4. 2利福平耐药核酸扩增检测方法(Xpert MTB/RIF)
Xpert核酸扩增检测系统将样品准备、定量PCR扩增和荧光检测集于一身的核酸检测分析系统。使用者只需要在独立的反应孔中加入待检测的生物样品,两个小时内便能快速检测出患者是否结核以及对利福平是否耐药。
4. 3 基因芯片耐多药检测方法(GeneChip)
基因芯片耐多药检测方法是一种可以快速检测结核分枝杆菌对利福平和异烟肼耐药性的分子生物学方法,它通过基于对利福平耐药基因rpoB及异烟肼耐药基因inhA和katG的扩增,将扩增产物与芯片上预先点制的探针进行杂交,以判断耐药基因的常见突变位点的突变情况,此外通过扩增16S rRNA进行菌种鉴定。
5.基因分型方法
5.1 MIRU基因分型方法
MIRU分型法是高等真核生物的基因分型中一种极有价值的研究方法。这种方法基于所谓多态性的微卫星或小卫星区域中重复序列的数量,提供一种简单、准确的分型手段,是实验室常用的基因方法之一。
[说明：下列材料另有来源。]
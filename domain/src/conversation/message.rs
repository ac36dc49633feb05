//! Conversation messages.

use chrono::{DateTime, Utc};
use serde::{Deserialize, Serialize};

/// What a message on the conversation represents.
#[derive(Debug, Clone, Copy, PartialEq, Eq, Hash, Serialize, Deserialize)]
#[serde(rename_all = "snake_case")]
pub enum MessageKind {
    /// The task that opens the run
    Task,
    /// A task ledger posted by the coordinator
    Ledger,
    /// The coordinator's instruction to the next speaker
    Instruction,
    /// An agent's reply to an instruction
    AgentReply,
    /// An agent turn that failed organically
    AgentFailure,
    /// A fault raised on purpose by the constraint harness
    InjectedFault,
    /// The synthesized (or fallback) final answer
    FinalAnswer,
}

impl MessageKind {
    /// Messages produced by roster agents rather than the coordinator.
    pub fn is_agent_output(&self) -> bool {
        matches!(
            self,
            MessageKind::AgentReply | MessageKind::AgentFailure | MessageKind::InjectedFault
        )
    }

    pub fn as_str(&self) -> &'static str {
        match self {
            MessageKind::Task => "task",
            MessageKind::Ledger => "ledger",
            MessageKind::Instruction => "instruction",
            MessageKind::AgentReply => "agent_reply",
            MessageKind::AgentFailure => "agent_failure",
            MessageKind::InjectedFault => "injected_fault",
            MessageKind::FinalAnswer => "final_answer",
        }
    }
}

impl std::fmt::Display for MessageKind {
    fn fmt(&self, f: &mut std::fmt::Formatter<'_>) -> std::fmt::Result {
        write!(f, "{}", self.as_str())
    }
}

/// One entry in the conversation history
#[derive(Debug, Clone, PartialEq, Eq, Serialize, Deserialize)]
pub struct Message {
    /// Strictly increasing from 1 within a run
    pub sequence: u64,
    pub sender: String,
    pub kind: MessageKind,
    pub content: String,
    pub timestamp: DateTime<Utc>,
}

impl Message {
    /// Transcript line: `sender: content`
    pub fn transcript_line(&self) -> String {
        format!("{}: {}", self.sender, self.content)
    }
}

/// Messages after the most recent one of `kind`; all of them if none matches.
pub fn since_last(messages: &[Message], kind: MessageKind) -> &[Message] {
    match messages.iter().rposition(|m| m.kind == kind) {
        Some(index) => &messages[index + 1..],
        None => messages,
    }
}

/// Render messages as a plain transcript, one block per message.
pub fn transcript(messages: &[Message]) -> String {
    messages
        .iter()
        .map(Message::transcript_line)
        .collect::<Vec<_>>()
        .join("\n\n")
}
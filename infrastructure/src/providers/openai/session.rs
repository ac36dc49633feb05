//! Chat session over the stateless completions API.
//!
//! The API keeps no state, so the session holds the message history and
//! replays it on every call.

use super::gateway::OpenAiClient;
use super::types::{ChatMessage, ChatRequest, Role, response_text, status_error};
use async_trait::async_trait;
use serde_json::json;
use std::sync::Arc;
use taskforce_application::ports::llm_gateway::{GatewayError, LlmSession};
use tokio::sync::Mutex;
use tracing::debug;

pub struct OpenAiSession {
    client: Arc<OpenAiClient>,
    messages: Mutex<Vec<ChatMessage>>,
}

impl OpenAiSession {
    pub fn new(client: Arc<OpenAiClient>, system_prompt: Option<&str>) -> Self {
        let messages = system_prompt
            .filter(|p| !p.is_empty())
            .map(|p| vec![ChatMessage::new(Role::System, p)])
            .unwrap_or_default();
        Self {
            client,
            messages: Mutex::new(messages),
        }
    }

    /// Append a user message, call the API and record the reply.
    ///
    /// A failed call leaves the history unchanged.
    async fn exchange(
        &self,
        content: &str,
        response_format: Option<serde_json::Value>,
    ) -> Result<String, GatewayError> {
        let mut messages = self.messages.lock().await;
        messages.push(ChatMessage::new(Role::User, content));

        match self.complete(&messages, response_format).await {
            Ok(text) => {
                messages.push(ChatMessage::new(Role::Assistant, text.clone()));
                Ok(text)
            }
            Err(e) => {
                messages.pop();
                Err(e)
            }
        }
    }

    async fn complete(
        &self,
        messages: &[ChatMessage],
        response_format: Option<serde_json::Value>,
    ) -> Result<String, GatewayError> {
        let client = &self.client;
        let request = ChatRequest {
            model: &client.model.name,
            messages,
            temperature: client.temperature,
            max_tokens: client.max_tokens,
            response_format,
        };

        debug!(
            model = %client.model.name,
            messages = messages.len(),
            "Calling chat completions API"
        );

        let mut builder = client.http.post(client.completions_url()).json(&request);
        if let Some(key) = &client.api_key {
            builder = builder.bearer_auth(key);
        }
        let response = builder.send().await.map_err(map_transport_error)?;

        let status = response.status();
        let body = response.text().await.map_err(map_transport_error)?;
        if !status.is_success() {
            return Err(status_error(status.as_u16(), &body));
        }
        response_text(&body)
    }
}

fn map_transport_error(e: reqwest::Error) -> GatewayError {
    if e.is_timeout() {
        GatewayError::Timeout
    } else if e.is_connect() {
        GatewayError::ConnectionError(e.to_string())
    } else {
        GatewayError::RequestFailed(e.to_string())
    }
}

#[async_trait]
impl LlmSession for OpenAiSession {
    async fn send(&self, content: &str) -> Result<String, GatewayError> {
        self.exchange(content, None).await
    }

    async fn send_structured(
        &self,
        content: &str,
        schema: &serde_json::Value,
    ) -> Result<String, GatewayError> {
        if !self.client.model.capabilities.json_output {
            return self.send(content).await;
        }
        let prompt = format!(
            "{}\n\nRespond with a single JSON object matching this schema:\n{}",
            content, schema
        );
        self.exchange(&prompt, Some(json!({"type": "json_object"})))
            .await
    }
}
将基因组DNA分离,以每个位点的引物进行PCR扩增(包括H37Rv标准对照和空白对照),扩增产物用凝胶电泳或毛细管电泳分离,根据扩增片断的大小确定每一位点重复数目。
MIRU结果报告为数字,每个数字对应于按标准顺序列出的、不同MIRU位点对应的重复数。在极少的情况下,重复数会大于9。为避免使用两位数,在报告结果中采用以下表示法:10次重复=“a”;11次重复=“b”;12次重复=“c”;等等。偶尔地,重复数为0。
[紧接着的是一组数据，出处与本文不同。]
//! Code executor agent: runs code blocks found in the conversation.

use crate::ports::agent::{Agent, AgentReply, AgentTurnError};
use crate::ports::code_runner::{CodeRunnerError, CodeRunnerPort};
use async_trait::async_trait;
use std::sync::Arc;
use taskforce_domain::{AgentDescriptor, AgentKind, CodeBlock, Message, extract_code_blocks};
use tokio_util::sync::CancellationToken;
use tracing::info;

pub const NO_CODE_REPLY: &str = "No code blocks found in the thread. Please provide at least one \
markdown-encoded code block to execute (i.e., quoting code in ```python or ```sh code blocks).";

pub struct CodeExecutorAgent {
    descriptor: AgentDescriptor,
    runner: Arc<dyn CodeRunnerPort>,
}

impl CodeExecutorAgent {
    pub fn new(runner: Arc<dyn CodeRunnerPort>) -> Self {
        Self {
            descriptor: AgentDescriptor::for_kind(AgentKind::CodeExecutor),
            runner,
        }
    }

    pub fn with_descriptor(mut self, descriptor: AgentDescriptor) -> Self {
        self.descriptor = descriptor;
        self
    }
}

/// Code blocks of the most recent message that has any.
fn latest_code_blocks(history: &[Message]) -> Vec<CodeBlock> {
    history
        .iter()
        .rev()
        .map(|m| extract_code_blocks(&m.content))
        .find(|blocks| !blocks.is_empty())
        .unwrap_or_default()
}

#[async_trait]
impl Agent for CodeExecutorAgent {
    fn descriptor(&self) -> &AgentDescriptor {
        &self.descriptor
    }

    async fn handle_turn(
        &self,
        history: &[Message],
        _instruction: &str,
        cancellation: &CancellationToken,
    ) -> Result<AgentReply, AgentTurnError> {
        let blocks = latest_code_blocks(history);
        if blocks.is_empty() {
            return Ok(AgentReply::text(NO_CODE_REPLY));
        }

        info!(agent = %self.descriptor.name, blocks = blocks.len(), "Executing code blocks");
        match self.runner.run(&blocks, cancellation).await {
            Ok(output) => {
                let content = format!(
                    "exit code: {}\noutput:\n{}",
                    output.exit_code,
                    output.output.trim_end()
                );
                Ok(AgentReply::text(content).with_exit_code(output.exit_code))
            }
            Err(CodeRunnerError::Cancelled) => Err(AgentTurnError::Cancelled),
            Err(CodeRunnerError::Timeout(d)) => Err(AgentTurnError::Timeout(d)),
            Err(e) => Err(AgentTurnError::Fault(e.to_string())),
        }
    }
}
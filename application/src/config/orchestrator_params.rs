//! Orchestrator parameters: control-loop budgets.
//!
//! [`OrchestratorParams`] groups the static parameters that control the
//! coordinator loop in [`Coordinator`](crate::use_cases::run_orchestrator::Coordinator).
//! These are application-layer concerns, not domain policy.

use serde::{Deserialize, Serialize};
use std::time::Duration;

/// Coordinator loop control parameters.
#[derive(Debug, Clone, PartialEq, Eq, Serialize, Deserialize)]
pub struct OrchestratorParams {
    /// Maximum number of agent dispatches per run.
    pub max_turns: u32,
    /// Consecutive stalled cycles that trigger a replan.
    pub max_stalls: u32,
    /// Phrase in an agent reply that stops the run.
    pub termination_phrase: String,
    /// Timeout for a single agent turn.
    pub turn_timeout: Option<Duration>,
    /// Retries for a failing ledger call before giving up.
    pub max_ledger_retries: u32,
}

impl Default for OrchestratorParams {
    fn default() -> Self {
        Self {
            max_turns: 20,
            max_stalls: 3,
            termination_phrase: "TERMINATE".to_string(),
            turn_timeout: None,
            max_ledger_retries: 3,
        }
    }
}

impl OrchestratorParams {
    // ==================== Builder Methods ====================

    pub fn with_max_turns(mut self, max: u32) -> Self {
        self.max_turns = max;
        self
    }

    pub fn with_max_stalls(mut self, max: u32) -> Self {
        self.max_stalls = max;
        self
    }

    pub fn with_termination_phrase(mut self, phrase: impl Into<String>) -> Self {
        self.termination_phrase = phrase.into();
        self
    }

    pub fn with_turn_timeout(mut self, timeout: Option<Duration>) -> Self {
        self.turn_timeout = timeout;
        self
    }

    pub fn with_max_ledger_retries(mut self, retries: u32) -> Self {
        self.max_ledger_retries = retries;
        self
    }

    /// Total attempts per ledger call (first try plus retries).
    pub fn ledger_attempts(&self) -> u32 {
        self.max_ledger_retries.saturating_add(1)
    }
}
MIRU分辨率高,与IS6110-RFL P 分型法结果高度相关。快速、适合于所有结核菌分离株,包括IS6110拷贝数少的菌株,便于不同实验室结果比较。
5.2 spoligotyping 基因分型方法
Spoligotyping 是基于结核分枝杆菌基因组中直接重复区(DR)的多态性的分型方法。
基因组DNA分离,PCR方法扩增,包括阳性(H37Rv、BCG)和空白对照,扩增产物与固定在膜上的探针杂交,通过化学发光检测。
优点是简单、快速、适合临床标本,无需培养,结果数字化,便于比较。缺点是分辨率低,尤其对于北京基因型菌株。
6.免疫学诊断技术
免疫学诊断技术是结核病细菌学诊断的重要补充,特别是对菌阴肺结核和肺外结核病患者。
TB-SA抗体检测法采用结核特异性抗原,TB-SA抗原具有极高的特异性,只存在于结核分枝杆菌和与其紧密相关的同类致病菌中。TB-SA基因的表达,只有在结核杆菌侵入人体巨噬细胞内才发生,排除接种卡介苗的人群对实验结果的影响,有效控制假阳性。TB-SA抗原蛋白是一种分泌性蛋白,容易被机体识别并引起免疫应答从而产生特异性抗体,在国内应用显示灵敏度可以达到80%以上。